I don’t have faith in evidence – that much should be obvious from the way I’ve defined the terms.

We have a lot of good evidence that evidence-based inquiry is accurate. Witness, for example, the computer that you’re reading this message on – the computer is the product of evidence-based inquiry, and it demonstrates that we have an accurate (or at least accurate enough) understanding of a whole host of subjects.

The products of evidence-based inquiry are themselves evidence of the ability of evidence-based inquiry to give us a good understanding of the world around us.

“Evidence” is just a word we’ve come up with for data points from the real world (outside of our heads) that strongly points to a particular conclusion. Personal testimony of visions is necessarily not evidence for anything outside of your own head. Similarly, stories of miracles from long ago are no more evidence for miracles than ancient accounts of the magical powers of Roman generals are evidence for magic.
It is clear that you regard the only real world is that which is “outside of our heads”. It follows that for you the only evidence we have is that which is obtained through the senses. Yet all evidence is ultimately derived from an intangible source: our thoughts, feelings and perceptions. So personal testimony is our primary source of knowledge. We are the ones who obtain and interpret sense data…
 
ThomasToo, I don’t understand regarding the core principles concept. As a practical matter, there are many who don’t subscribe to that view – e.g. inner city gang member. As a philosophical matter, does a person not have freedom to decide whether to accept society’s rules or not?
My point there was that the murderer or the gang banger live in a society in which they are (generally speaking at least) protected from wanton killing, theft and rape because we’ve all granted that those are things we don’t do to one another. Frankly the case you cite is a bit different in that in many inner city populations these rules have broken down rather dramatically especially in the context of gang activity.

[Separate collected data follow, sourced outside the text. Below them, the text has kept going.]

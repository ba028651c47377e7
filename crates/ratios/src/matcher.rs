use bilan_core::{Column, Metric, MetricValues, MetricsByYear, Table, KEY_COLUMN};
use serde::{Deserialize, Serialize};
use thiserror::Error;
use tracing::{debug, warn};

use crate::number::clean_number;
use crate::similarity::{GestaltRatio, Similarity};
use crate::vocabulary::Vocabulary;

#[derive(Debug, Clone, PartialEq, Error)]
pub enum RatioError {
    #[error("Column '{column}' not found in table. Available columns: {available:?}")]
    MissingColumn { column: String, available: Vec<String> },
    #[error("Match threshold must be in [0, 1), got {0}")]
    InvalidThreshold(f32),
}

/// How a row label that clears the threshold for several metrics is resolved.
#[derive(Debug, Clone, Copy, PartialEq, Eq, Default, Serialize, Deserialize)]
#[serde(rename_all = "snake_case")]
pub enum MatchStrategy {
    /// The first metric in vocabulary order that clears the threshold.
    #[default]
    FirstInVocabulary,
    /// The highest-scoring metric; ties go to vocabulary order.
    BestScore,
}

#[derive(Debug, Clone, PartialEq, Serialize, Deserialize)]
#[serde(default)]
pub struct MatcherConfig {
    /// A label matches when its similarity is strictly above this.
    pub threshold: f32,
    /// Column holding the row labels.
    pub key_column: String,
    pub strategy: MatchStrategy,
}

impl Default for MatcherConfig {
    fn default() -> Self {
        Self {
            threshold: 0.8,
            key_column: KEY_COLUMN.to_string(),
            strategy: MatchStrategy::default(),
        }
    }
}

/// Maps table rows onto canonical metrics by fuzzy label matching.
pub struct MetricMatcher {
    config: MatcherConfig,
    vocabulary: Vocabulary,
    similarity: Box<dyn Similarity>,
}

impl Default for MetricMatcher {
    fn default() -> Self {
        Self::new(MatcherConfig::default(), Vocabulary::default())
    }
}

impl MatcherConfig {
    /// A threshold of 1 or more, or NaN, would reject every label.
    pub fn validate(&self) -> Result<(), RatioError> {
        if !(0.0..1.0).contains(&self.threshold) {
            return Err(RatioError::InvalidThreshold(self.threshold));
        }
        Ok(())
    }
}

impl MetricMatcher {
    pub fn new(config: MatcherConfig, vocabulary: Vocabulary) -> Self {
        Self { config, vocabulary, similarity: Box::new(GestaltRatio) }
    }

    pub fn with_similarity(mut self, similarity: impl Similarity + 'static) -> Self {
        self.similarity = Box::new(similarity);
        self
    }

    pub fn config(&self) -> &MatcherConfig {
        &self.config
    }

    /// The canonical metric a row label stands for, if any.
    pub fn classify(&self, label: &str) -> Option<Metric> {
        let threshold = self.config.threshold;
        let scored = self
            .vocabulary
            .entries()
            .iter()
            .map(|e| (e.metric, self.similarity.score(label, &e.label)))
            .filter(|(_, score)| *score > threshold);

        match self.config.strategy {
            MatchStrategy::FirstInVocabulary => scored.map(|(m, _)| m).next(),
            MatchStrategy::BestScore => scored
                .fold(None, |best: Option<(Metric, f32)>, (m, s)| match best {
                    Some((_, bs)) if bs >= s => best,
                    _ => Some((m, s)),
                })
                .map(|(m, _)| m),
        }
    }

    /// Canonical metrics read from one year column. Rows are visited in table
    /// order and the first row to claim a metric keeps it.
    pub fn metrics_for_year(&self, table: &Table, year_column: &str) -> Result<MetricValues, RatioError> {
        let key = self.key_column(table)?;
        let year = resolve(table, year_column)?;
        let mut metrics = MetricValues::new();

        for row in &table.rows {
            let (Some(label), Some(cell)) = (row.cell(key), row.cell(year)) else {
                continue;
            };
            let Some(value) = clean_number(cell) else {
                warn!(row = label, cell, column = year_column, "cell is not a number, skipped");
                continue;
            };
            let Some(metric) = self.classify(label) else {
                continue;
            };
            if metrics.insert_if_absent(metric, value) {
                debug!(row = label, %metric, %value, "metric matched");
            } else {
                debug!(row = label, %metric, "metric already matched by an earlier row");
            }
        }

        Ok(metrics)
    }

    /// Metrics of the most recent year column. A table without year columns
    /// yields all-`None` metrics.
    pub fn metrics_for_latest_year(&self, table: &Table) -> Result<MetricValues, RatioError> {
        self.key_column(table)?;
        match table.years.first() {
            Some(year) => self.metrics_for_year(table, &year.to_string()),
            None => {
                warn!("no year columns in table");
                Ok(MetricValues::new())
            }
        }
    }

    pub fn metrics_by_year(&self, table: &Table) -> Result<MetricsByYear, RatioError> {
        table
            .years
            .iter()
            .map(|year| Ok((*year, self.metrics_for_year(table, &year.to_string())?)))
            .collect()
    }

    fn key_column(&self, table: &Table) -> Result<Column, RatioError> {
        resolve(table, &self.config.key_column)
    }
}

fn resolve(table: &Table, column: &str) -> Result<Column, RatioError> {
    table.column(column).ok_or_else(|| RatioError::MissingColumn {
        column: column.to_string(),
        available: table.column_names(),
    })
}
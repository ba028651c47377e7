use serde::{Deserialize, Serialize};
use std::collections::BTreeMap;
use std::fmt;
use std::str::FromStr;

use crate::amount::Amount;
use crate::period::FiscalYear;

/// The canonical balance-sheet line items ratios are computed from.
/// Declaration order is matching priority.
#[derive(Debug, Clone, Copy, PartialEq, Eq, PartialOrd, Ord, Hash, Serialize, Deserialize)]
#[serde(rename_all = "snake_case")]
pub enum Metric {
    CurrentAssets,
    CurrentLiabilities,
    Inventory,
    NetIncome,
    Revenue,
    TotalAssets,
    Equity,
    TotalLiabilities,
    ShareCapital,
    Reserves,
    RetainedEarnings,
    OtherEquity,
    TreasuryShares,
}

impl Metric {
    pub const ALL: [Metric; 13] = [
        Metric::CurrentAssets,
        Metric::CurrentLiabilities,
        Metric::Inventory,
        Metric::NetIncome,
        Metric::Revenue,
        Metric::TotalAssets,
        Metric::Equity,
        Metric::TotalLiabilities,
        Metric::ShareCapital,
        Metric::Reserves,
        Metric::RetainedEarnings,
        Metric::OtherEquity,
        Metric::TreasuryShares,
    ];

    pub fn as_str(self) -> &'static str {
        match self {
            Metric::CurrentAssets => "current_assets",
            Metric::CurrentLiabilities => "current_liabilities",
            Metric::Inventory => "inventory",
            Metric::NetIncome => "net_income",
            Metric::Revenue => "revenue",
            Metric::TotalAssets => "total_assets",
            Metric::Equity => "equity",
            Metric::TotalLiabilities => "total_liabilities",
            Metric::ShareCapital => "share_capital",
            Metric::Reserves => "reserves",
            Metric::RetainedEarnings => "retained_earnings",
            Metric::OtherEquity => "other_equity",
            Metric::TreasuryShares => "treasury_shares",
        }
    }
}

impl fmt::Display for Metric {
    fn fmt(&self, f: &mut fmt::Formatter<'_>) -> fmt::Result {
        f.write_str(self.as_str())
    }
}

impl FromStr for Metric {
    type Err = String;
    fn from_str(s: &str) -> Result<Self, Self::Err> {
        Metric::ALL
            .into_iter()
            .find(|m| m.as_str() == s)
            .ok_or_else(|| format!("Unknown metric: '{s}'"))
    }
}

/// One year's worth of canonical metrics. Every metric is always present as
/// a key; unmatched ones hold `None`.
#[derive(Debug, Clone, PartialEq, Serialize, Deserialize)]
pub struct MetricValues(BTreeMap<Metric, Option<Amount>>);

impl Default for MetricValues {
    fn default() -> Self {
        MetricValues(Metric::ALL.into_iter().map(|m| (m, None)).collect())
    }
}

impl MetricValues {
    pub fn new() -> Self {
        Self::default()
    }

    pub fn get(&self, metric: Metric) -> Option<Amount> {
        self.0.get(&metric).copied().flatten()
    }

    /// Records `value` unless the metric already has one. Returns whether it
    /// was recorded.
    pub fn insert_if_absent(&mut self, metric: Metric, value: Amount) -> bool {
        let slot = self.0.entry(metric).or_insert(None);
        if slot.is_some() {
            return false;
        }
        *slot = Some(value);
        true
    }

    pub fn iter(&self) -> impl Iterator<Item = (Metric, Option<Amount>)> + '_ {
        self.0.iter().map(|(m, v)| (*m, *v))
    }

    pub fn matched(&self) -> usize {
        self.0.values().filter(|v| v.is_some()).count()
    }
}

pub type MetricsByYear = BTreeMap<FiscalYear, MetricValues>;

/// Solvency and liquidity indicators derived from [`Metric`]s.
#[derive(Debug, Clone, Copy, PartialEq, Eq, PartialOrd, Ord, Hash, Serialize, Deserialize)]
#[serde(rename_all = "snake_case")]
pub enum Ratio {
    CurrentRatio,
    QuickRatio,
    NetMargin,
    ReturnOnAssets,
    ReturnOnEquity,
    DebtRatio,
    SolvencyRatio,
}

impl Ratio {
    pub const ALL: [Ratio; 7] = [
        Ratio::CurrentRatio,
        Ratio::QuickRatio,
        Ratio::NetMargin,
        Ratio::ReturnOnAssets,
        Ratio::ReturnOnEquity,
        Ratio::DebtRatio,
        Ratio::SolvencyRatio,
    ];

    pub fn as_str(self) -> &'static str {
        match self {
            Ratio::CurrentRatio => "current_ratio",
            Ratio::QuickRatio => "quick_ratio",
            Ratio::NetMargin => "net_margin",
            Ratio::ReturnOnAssets => "return_on_assets",
            Ratio::ReturnOnEquity => "return_on_equity",
            Ratio::DebtRatio => "debt_ratio",
            Ratio::SolvencyRatio => "solvency_ratio",
        }
    }

    /// Label shown on the French dashboard.
    pub fn label(self) -> &'static str {
        match self {
            Ratio::CurrentRatio => "Ratio liquidité générale",
            Ratio::QuickRatio => "Ratio de liquidité immédiate",
            Ratio::NetMargin => "Marge nette",
            Ratio::ReturnOnAssets => "Rentabilité économique",
            Ratio::ReturnOnEquity => "Rentabilité financière",
            Ratio::DebtRatio => "Ratio d'endettement",
            Ratio::SolvencyRatio => "Ratio de solvabilité",
        }
    }
}

impl fmt::Display for Ratio {
    fn fmt(&self, f: &mut fmt::Formatter<'_>) -> fmt::Result {
        f.write_str(self.as_str())
    }
}

pub type RatioValues = BTreeMap<Ratio, f64>;
pub type RatiosByYear = BTreeMap<FiscalYear, RatioValues>;

#[cfg(test)]
mod tests {
    use super::*;

    #[test]
    fn metric_names_roundtrip() {
        for m in Metric::ALL {
            assert_eq!(m.as_str().parse::<Metric>().unwrap(), m);
        }
        assert!("ebitda".parse::<Metric>().is_err());
    }

    #[test]
    fn metric_values_start_all_none() {
        let v = MetricValues::new();
        assert_eq!(v.iter().count(), 13);
        assert_eq!(v.matched(), 0);
    }

    #[test]
    fn insert_if_absent_keeps_first() {
        let mut v = MetricValues::new();
        assert!(v.insert_if_absent(Metric::Equity, Amount::from(100)));
        assert!(!v.insert_if_absent(Metric::Equity, Amount::from(999)));
        assert_eq!(v.get(Metric::Equity), Some(Amount::from(100)));
    }

    #[test]
    fn metric_values_serialize_with_nulls() {
        let mut v = MetricValues::new();
        v.insert_if_absent(Metric::Inventory, Amount::from(5));
        let json = serde_json::to_value(&v).unwrap();
        assert!(json["current_assets"].is_null());
        assert!(!json["inventory"].is_null());
    }

    #[test]
    fn ratio_serde_name_matches_as_str() {
        for r in Ratio::ALL {
            let json = serde_json::to_string(&r).unwrap();
            assert_eq!(json, format!("\"{}\"", r.as_str()));
        }
    }
}
use serde::{Deserialize, Serialize};
use serde_json::{Map, Value};
use std::collections::BTreeMap;

use crate::period::FiscalYear;

/// Name of the row-label column.
pub const KEY_COLUMN: &str = "key";
/// Name of the provenance column present once tables from several documents
/// are merged.
pub const SOURCE_COLUMN: &str = "source";

/// One line item with one raw cell per fiscal year.
#[derive(Debug, Clone, PartialEq, Serialize, Deserialize)]
pub struct Row {
    pub key: String,
    /// Cleaned cell text per year. Numeric parsing happens later.
    pub values: BTreeMap<FiscalYear, String>,
    /// Note reference printed on the same line ("CP-3"), if any.
    #[serde(default, skip_serializing_if = "Option::is_none")]
    pub note: Option<String>,
    /// Identifier of the document the row came from.
    #[serde(default, skip_serializing_if = "Option::is_none")]
    pub source: Option<String>,
}

impl Row {
    pub fn new(key: impl Into<String>) -> Self {
        Self {
            key: key.into(),
            values: BTreeMap::new(),
            note: None,
            source: None,
        }
    }

    pub fn value(&self, year: FiscalYear) -> Option<&str> {
        self.values.get(&year).map(String::as_str)
    }

    pub fn cell(&self, column: Column) -> Option<&str> {
        match column {
            Column::Key => Some(&self.key),
            Column::Year(y) => self.value(y),
            Column::Source => self.source.as_deref(),
        }
    }
}

/// A resolved column of a [`Table`].
#[derive(Debug, Clone, Copy, PartialEq, Eq)]
pub enum Column {
    Key,
    Year(FiscalYear),
    Source,
}

/// Rows in document order plus the year columns, most recent first.
#[derive(Debug, Clone, Default, PartialEq, Serialize, Deserialize)]
pub struct Table {
    pub years: Vec<FiscalYear>,
    pub rows: Vec<Row>,
}

impl Table {
    pub fn new(years: impl IntoIterator<Item = FiscalYear>) -> Self {
        let mut table = Table { years: years.into_iter().collect(), rows: Vec::new() };
        table.sort_years();
        table
    }

    fn sort_years(&mut self) {
        self.years.sort_by(|a, b| b.cmp(a));
        self.years.dedup();
    }

    pub fn is_empty(&self) -> bool {
        self.rows.is_empty()
    }

    pub fn has_source(&self) -> bool {
        self.rows.iter().any(|r| r.source.is_some())
    }

    /// Tags every row with the document it came from.
    pub fn with_source(mut self, source: &str) -> Self {
        for row in &mut self.rows {
            row.source = Some(source.to_string());
        }
        self
    }

    /// Appends `other` below this table. Year columns become the union; rows
    /// keep only the cells their own document reported.
    pub fn append(&mut self, other: Table) {
        self.years.extend(other.years);
        self.sort_years();
        self.rows.extend(other.rows);
    }

    /// Column names in display order: key, years (descending), then source.
    pub fn column_names(&self) -> Vec<String> {
        let mut names = Vec::with_capacity(self.years.len() + 2);
        names.push(KEY_COLUMN.to_string());
        names.extend(self.years.iter().map(|y| y.to_string()));
        if self.has_source() {
            names.push(SOURCE_COLUMN.to_string());
        }
        names
    }

    pub fn column(&self, name: &str) -> Option<Column> {
        match name {
            KEY_COLUMN => Some(Column::Key),
            SOURCE_COLUMN if self.has_source() => Some(Column::Source),
            other => {
                let year: FiscalYear = other.parse().ok()?;
                self.years.contains(&year).then_some(Column::Year(year))
            }
        }
    }

    /// One JSON object per row, keyed by column name.
    pub fn to_records(&self) -> Vec<Value> {
        let with_source = self.has_source();
        self.rows
            .iter()
            .map(|row| {
                let mut record = Map::new();
                record.insert(KEY_COLUMN.to_string(), Value::String(row.key.clone()));
                for year in &self.years {
                    let cell = row.value(*year).map_or(Value::Null, |v| Value::String(v.to_string()));
                    record.insert(year.to_string(), cell);
                }
                if with_source {
                    let src = row.source.clone().map_or(Value::Null, Value::String);
                    record.insert(SOURCE_COLUMN.to_string(), src);
                }
                Value::Object(record)
            })
            .collect()
    }
}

A person of course has that freedom but to reject society’s rules and yet remain in society undermines the very protections the person is trying to enjoy by remaining in society. If one wants freedom from those rules, leave the society.
Suppose there is no society. Suppose there only two men left on earth. They are on an Island. One talks incessantly, craves companionship and follows the other around. One day the quiet man kills the other and is much happier. One person left on earth, at least till he dies. Did he do anything wrong?
Yes; he deprived the annoying fellow of his intrinsic moral right to life.
 
A person of course has that freedom but to reject society’s rules and yet remain in society undermines the very protections the person is trying to enjoy by remaining in society. If one wants freedom from those rules, leave the society.
It surprises me that you believe such a thing as freedom exists. I’m sure this must be another equivocation issue.
 
It surprises me that you believe such a thing as freedom exists. I’m sure this must be another equivocation issue.
In what sense? In the political one? In the sense of free will?

I would defend both though I have my deterministic moments…
 
My point there was that the murderer or the gang banger live in a society in which they are (generally speaking at least) protected from wanton killing, theft and rape because we’ve all granted that those are things we don’t do to one another. Frankly the case you cite is a bit different in that in many inner city populations these rules have broken down rather dramatically especially in the context of gang activity.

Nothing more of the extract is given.